▶ _Exercise aim_: Restate the entries below verbatim.

▶ _Dataset_:

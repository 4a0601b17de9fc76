//! # gamefleet-id
//!
//! Identifier types shared by the gamefleet controller crates.
//!
//! ## Design Principles
//!
//! - Object UIDs are system-generated and never reused; names are user-controlled
//! - Every ID has a canonical string form with strict parsing
//! - IDs are typed so a reconcile-pass id can never be passed where an object UID is expected
//! - Instance identity tokens are short, random, and unique among live instances
//!
//! ## ID Format
//!
//! ULID-backed IDs use a prefixed format: `{prefix}_{ulid}`
//!
//! Examples:
//! - `uid_01HV4Z2WQXKJNM8GPQY6VBKC3D`
//! - `rec_01HV4Z3MXNKPQR9HSTZ7WCLD4E`
//!
//! Instance identity tokens are five characters drawn from a vowel-free
//! alphabet (e.g. `x7k2q`) so they are safe to embed in object names.

mod error;
mod identity;
mod macros;
mod types;

pub use error::IdError;
pub use identity::{InstanceIdentity, IDENTITY_ALPHABET, IDENTITY_LEN};
pub use types::*;

/// Re-export ulid for consumers that need raw ULID operations
pub use ulid::Ulid;
//! Background workers.
//!
//! - `EventDispatcher` consumes the change stream: every event is first fed
//!   to the expectation store, then the owning deployment key is enqueued
//! - `WorkerPool` runs a fixed number of workers pulling keys off the work
//!   queue, each pass bounded by the pass timeout
//!
//! Both stop when the shutdown channel flips to `true`.

use std::sync::Arc;
use std::time::Duration;

use gamefleet_events::ObjectKey;
use tokio::sync::{mpsc, watch};
use tracing::{debug, error, info, instrument, warn};

use crate::cluster::{ClusterEvent, ClusterObject};
use crate::controller::{Action, Controller};
use crate::expectations::ExpectationStore;
use crate::queue::WorkQueue;

/// Work queue of deployment keys.
pub type DeploymentQueue = WorkQueue<ObjectKey>;

/// Key of the deployment an event concerns.
pub fn owner_key(event: &ClusterEvent) -> Option<ObjectKey> {
    match &event.payload {
        ClusterObject::Deployment(_) => Some(event.key.clone()),
        ClusterObject::Instance(instance) => instance.meta.deployment_key(),
        ClusterObject::Revision(revision) => revision.meta.deployment_key(),
        ClusterObject::HookRun(run) => run.meta.deployment_key(),
    }
}

// =============================================================================
// Event dispatcher
// =============================================================================

pub struct EventDispatcher {
    expectations: Arc<ExpectationStore>,
    queue: Arc<DeploymentQueue>,
}

impl EventDispatcher {
    pub fn new(expectations: Arc<ExpectationStore>, queue: Arc<DeploymentQueue>) -> Self {
        Self { expectations, queue }
    }

    pub fn dispatch(&self, event: &ClusterEvent) {
        self.expectations.observe(event);
        match owner_key(event) {
            Some(key) => self.queue.add(key),
            None => debug!(key = %event.key, resource = %event.resource, "Event has no owning deployment"),
        }
    }

    /// Dispatches events until the stream closes or shutdown is signaled.
    #[instrument(skip_all)]
    pub async fn run(
        &self,
        mut events: mpsc::UnboundedReceiver<ClusterEvent>,
        mut shutdown: watch::Receiver<bool>,
    ) {
        info!("Starting event dispatcher");

        loop {
            tokio::select! {
                event = events.recv() => match event {
                    Some(event) => self.dispatch(&event),
                    None => {
                        warn!("Change stream closed, event dispatcher stopping");
                        break;
                    }
                },
                _ = shutdown.changed() => {
                    if *shutdown.borrow() {
                        info!("Event dispatcher shutting down");
                        break;
                    }
                }
            }
        }
    }
}

// =============================================================================
// Worker pool
// =============================================================================

pub struct WorkerPool {
    controller: Arc<Controller>,
    queue: Arc<DeploymentQueue>,
    workers: usize,
    pass_timeout: Duration,
}

impl WorkerPool {
    pub fn new(controller: Arc<Controller>, queue: Arc<DeploymentQueue>) -> Self {
        let config = controller.config();
        let workers = config.workers.max(1);
        let pass_timeout = config.pass_timeout();
        Self {
            controller,
            queue,
            workers,
            pass_timeout,
        }
    }

    /// Seeds the queue with every deployment, then runs the workers until
    /// shutdown is signaled. In-flight passes are allowed to finish.
    #[instrument(skip(self, shutdown))]
    pub async fn run(&self, mut shutdown: watch::Receiver<bool>) {
        info!(workers = self.workers, "Starting reconcile workers");

        match self.controller.client().list_deployments().await {
            Ok(deployments) => {
                for deploy in &deployments {
                    self.queue.add(deploy.key());
                }
                debug!(count = deployments.len(), "Queued existing deployments");
            }
            Err(e) => error!(error = %e, "Failed to list deployments at startup"),
        }

        let handles: Vec<_> = (0..self.workers)
            .map(|id| {
                let worker = Worker {
                    id,
                    controller: Arc::clone(&self.controller),
                    queue: Arc::clone(&self.queue),
                    pass_timeout: self.pass_timeout,
                };
                tokio::spawn(async move { worker.run().await })
            })
            .collect();

        loop {
            if shutdown.changed().await.is_err() || *shutdown.borrow() {
                info!("Reconcile workers shutting down");
                break;
            }
        }

        self.queue.shut_down();
        for handle in handles {
            if let Err(e) = handle.await {
                error!(error = %e, "Reconcile worker panicked");
            }
        }
    }
}

struct Worker {
    id: usize,
    controller: Arc<Controller>,
    queue: Arc<DeploymentQueue>,
    pass_timeout: Duration,
}

impl Worker {
    async fn run(&self) {
        debug!(worker = self.id, "Worker started");
        while let Some(key) = self.queue.get().await {
            self.process(&key).await;
            self.queue.done(&key);
        }
        debug!(worker = self.id, "Worker stopped");
    }

    /// Runs one pass in its own task, so a panic or timeout releases the key.
    async fn process(&self, key: &ObjectKey) {
        let controller = Arc::clone(&self.controller);
        let pass_key = key.clone();
        let mut pass = tokio::spawn(async move { controller.reconcile(&pass_key).await });

        match tokio::time::timeout(self.pass_timeout, &mut pass).await {
            Ok(Ok(Ok(Action::AwaitChange))) => {
                self.queue.forget(key);
            }
            Ok(Ok(Ok(Action::RequeueAfter(delay)))) => {
                self.queue.forget(key);
                debug!(deployment = %key, delay_ms = delay.as_millis() as u64, "Requeue scheduled");
                self.queue.add_after(key.clone(), delay);
            }
            Ok(Ok(Err(e))) if e.is_permanent() => {
                error!(deployment = %key, reason = e.reason(), error = %e, "Reconcile failed permanently");
                self.queue.forget(key);
            }
            Ok(Ok(Err(e))) => {
                let delay = self.queue.add_rate_limited(key.clone());
                warn!(
                    deployment = %key,
                    reason = e.reason(),
                    error = %e,
                    retry_in_ms = delay.as_millis() as u64,
                    "Reconcile failed, retrying"
                );
            }
            Ok(Err(e)) => {
                let delay = self.queue.add_rate_limited(key.clone());
                error!(
                    deployment = %key,
                    error = %e,
                    retry_in_ms = delay.as_millis() as u64,
                    "Reconcile pass panicked"
                );
            }
            Err(_) => {
                pass.abort();
                let delay = self.queue.add_rate_limited(key.clone());
                warn!(
                    deployment = %key,
                    timeout_secs = self.pass_timeout.as_secs(),
                    retry_in_ms = delay.as_millis() as u64,
                    "Reconcile pass timed out"
                );
            }
        }
    }
}
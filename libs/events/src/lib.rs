//! # gamefleet-events
//!
//! Change events for the observation stream that feeds the controller.
//!
//! ## Design Principles
//!
//! - An event describes one observed state of one object; it is never a command
//! - Delivery is eventually consistent: no ordering is implied between an
//!   action the controller issues and the event that reflects it
//! - Every event names its object through an [`ObjectKey`] and carries the
//!   resource version that was observed
//!
//! ## Event Envelope
//!
//! All events share a common envelope with:
//! - Global ordering (`event_id`)
//! - Change classification (`change`: added, modified, deleted)
//! - Object addressing (`resource`, `key`, `resource_version`)
//! - The observed object itself (`payload`)

mod envelope;
mod error;
mod types;

pub use envelope::*;
pub use error::EventError;
pub use types::*;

▶ _Output for this task_:
repository 4a0601b17de9fc76
//! # gamefleet-id
//!
//! Identifier types shared by the gamefleet controller crates.
//!
//! ## Design Principles
//!
//! - Object UIDs are system-generated and never reused; names are user-controlled
//! - Every ID has a canonical string form with strict parsing
//! - IDs are typed so a reconcile-pass id can never be passed where an object UID is expected
//! - Instance identity tokens are short, random, and unique among live instances
//!
//! ## ID Format
//!
//! ULID-backed IDs use a prefixed format: `{prefix}_{ulid}`
//!
//! Examples:
//! - `uid_01HV4Z2WQXKJNM8GPQY6VBKC3D`
//! - `rec_01HV4Z3MXNKPQR9HSTZ7WCLD4E`
//!
//! Instance identity tokens are five characters drawn from a vowel-free
//! alphabet (e.g. `x7k2q`) so they are safe to embed in object names.

mod error;
mod identity;
mod macros;
mod types;

pub use error::IdError;
pub use identity::{InstanceIdentity, IDENTITY_ALPHABET, IDENTITY_LEN};
pub use types::*;

/// Re-export ulid for consumers that need raw ULID operations
pub use ulid::Ulid;
//! Background workers.
//!
//! - `EventDispatcher` consumes the change stream: every event is first fed
//!   to the expectation store, then the owning deployment key is enqueued
//! - `WorkerPool` runs a fixed number of workers pulling keys off the work
//!   queue, each pass bounded by the pass timeout
//!
//! Both stop when the shutdown channel flips to `true`.

use std::sync::Arc;
use std::time::Duration;

use gamefleet_events::ObjectKey;
use tokio::sync::{mpsc, watch};
use tracing::{debug, error, info, instrument, warn};

use crate::cluster::{ClusterEvent, ClusterObject};
use crate::controller::{Action, Controller};
use crate::expectations::ExpectationStore;
use crate::queue::WorkQueue;

/// Work queue of deployment keys.
pub type DeploymentQueue = WorkQueue<ObjectKey>;

/// Key of the deployment an event concerns.
pub fn owner_key(event: &ClusterEvent) -> Option<ObjectKey> {
    match &event.payload {
        ClusterObject::Deployment(_) => Some(event.key.clone()),
        ClusterObject::Instance(instance) => instance.meta.deployment_key(),
        ClusterObject::Revision(revision) => revision.meta.deployment_key(),
        ClusterObject::HookRun(run) => run.meta.deployment_key(),
    }
}

// =============================================================================
// Event dispatcher
// =============================================================================

pub struct EventDispatcher {
    expectations: Arc<ExpectationStore>,
    queue: Arc<DeploymentQueue>,
}

impl EventDispatcher {
    pub fn new(expectations: Arc<ExpectationStore>, queue: Arc<DeploymentQueue>) -> Self {
        Self { expectations, queue }
    }

    pub fn dispatch(&self, event: &ClusterEvent) {
        self.expectations.observe(event);
        match owner_key(event) {
            Some(key) => self.queue.add(key),
            None => debug!(key = %event.key, resource = %event.resource, "Event has no owning deployment"),
        }
    }

    /// Dispatches events until the stream closes or shutdown is signaled.
    #[instrument(skip_all)]
    pub async fn run(
        &self,
        mut events: mpsc::UnboundedReceiver<ClusterEvent>,
        mut shutdown: watch::Receiver<bool>,
    ) {
        info!("Starting event dispatcher");

        loop {
            tokio::select! {
                event = events.recv() => match event {
                    Some(event) => self.dispatch(&event),
                    None => {
                        warn!("Change stream closed, event dispatcher stopping");
                        break;
                    }
                },
                _ = shutdown.changed() => {
                    if *shutdown.borrow() {
                        info!("Event dispatcher shutting down");
                        break;
                    }
                }
            }
        }
    }
}

// =============================================================================
// Worker pool
// =============================================================================

pub struct WorkerPool {
    controller: Arc<Controller>,
    queue: Arc<DeploymentQueue>,
    workers: usize,
    pass_timeout: Duration,
}

impl WorkerPool {
    pub fn new(controller: Arc<Controller>, queue: Arc<DeploymentQueue>) -> Self {
        let config = controller.config();
        let workers = config.workers.max(1);
        let pass_timeout = config.pass_timeout();
        Self {
            controller,
            queue,
            workers,
            pass_timeout,
        }
    }

    /// Seeds the queue with every deployment, then runs the workers until
    /// shutdown is signaled. In-flight passes are allowed to finish.
    #[instrument(skip(self, shutdown))]
    pub async fn run(&self, mut shutdown: watch::Receiver<bool>) {
        info!(workers = self.workers, "Starting reconcile workers");

        match self.controller.client().list_deployments().await {
            Ok(deployments) => {
                for deploy in &deployments {
                    self.queue.add(deploy.key());
                }
                debug!(count = deployments.len(), "Queued existing deployments");
            }
            Err(e) => error!(error = %e, "Failed to list deployments at startup"),
        }

        let handles: Vec<_> = (0..self.workers)
            .map(|id| {
                let worker = Worker {
                    id,
                    controller: Arc::clone(&self.controller),
                    queue: Arc::clone(&self.queue),
                    pass_timeout: self.pass_timeout,
                };
                tokio::spawn(async move { worker.run().await })
            })
            .collect();

        loop {
            if shutdown.changed().await.is_err() || *shutdown.borrow() {
                info!("Reconcile workers shutting down");
                break;
            }
        }

        self.queue.shut_down();
        for handle in handles {
            if let Err(e) = handle.await {
                error!(error = %e, "Reconcile worker panicked");
            }
        }
    }
}

struct Worker {
    id: usize,
    controller: Arc<Controller>,
    queue: Arc<DeploymentQueue>,
    pass_timeout: Duration,
}

impl Worker {
    async fn run(&self) {
        debug!(worker = self.id, "Worker started");
        while let Some(key) = self.queue.get().await {
            self.process(&key).await;
            self.queue.done(&key);
        }
        debug!(worker = self.id, "Worker stopped");
    }

    /// Runs one pass in its own task, so a panic or timeout releases the key.
    async fn process(&self, key: &ObjectKey) {
        let controller = Arc::clone(&self.controller);
        let pass_key = key.clone();
        let mut pass = tokio::spawn(async move { controller.reconcile(&pass_key).await });

        match tokio::time::timeout(self.pass_timeout, &mut pass).await {
            Ok(Ok(Ok(Action::AwaitChange))) => {
                self.queue.forget(key);
            }
            Ok(Ok(Ok(Action::RequeueAfter(delay)))) => {
                self.queue.forget(key);
                debug!(deployment = %key, delay_ms = delay.as_millis() as u64, "Requeue scheduled");
                self.queue.add_after(key.clone(), delay);
            }
            Ok(Ok(Err(e))) if e.is_permanent() => {
                error!(deployment = %key, reason = e.reason(), error = %e, "Reconcile failed permanently");
                self.queue.forget(key);
            }
            Ok(Ok(Err(e))) => {
                let delay = self.queue.add_rate_limited(key.clone());
                warn!(
                    deployment = %key,
                    reason = e.reason(),
                    error = %e,
                    retry_in_ms = delay.as_millis() as u64,
                    "Reconcile failed, retrying"
                );
            }
            Ok(Err(e)) => {
                let delay = self.queue.add_rate_limited(key.clone());
                error!(
                    deployment = %key,
                    error = %e,
                    retry_in_ms = delay.as_millis() as u64,
                    "Reconcile pass panicked"
                );
            }
            Err(_) => {
                pass.abort();
                let delay = self.queue.add_rate_limited(key.clone());
                warn!(
                    deployment = %key,
                    timeout_secs = self.pass_timeout.as_secs(),
                    retry_in_ms = delay.as_millis() as u64,
                    "Reconcile pass timed out"
                );
            }
        }
    }
}
filename libs/events/src/lib.rs
//! # gamefleet-events
//!
//! Change events for the observation stream that feeds the controller.
//!
//! ## Design Principles
//!
//! - An event describes one observed state of one object; it is never a command
//! - Delivery is eventually consistent: no ordering is implied between an
//!   action the controller issues and the event that reflects it
//! - Every event names its object through an [`ObjectKey`] and carries the
//!   resource version that was observed
//!
//! ## Event Envelope
//!
//! All events share a common envelope with:
//! - Global ordering (`event_id`)
//! - Change classification (`change`: added, modified, deleted)
//! - Object addressing (`resource`, `key`, `resource_version`)
//! - The observed object itself (`payload`)

mod envelope;
mod error;
mod types;

pub use envelope::*;
pub use error::EventError;
pub use types::*;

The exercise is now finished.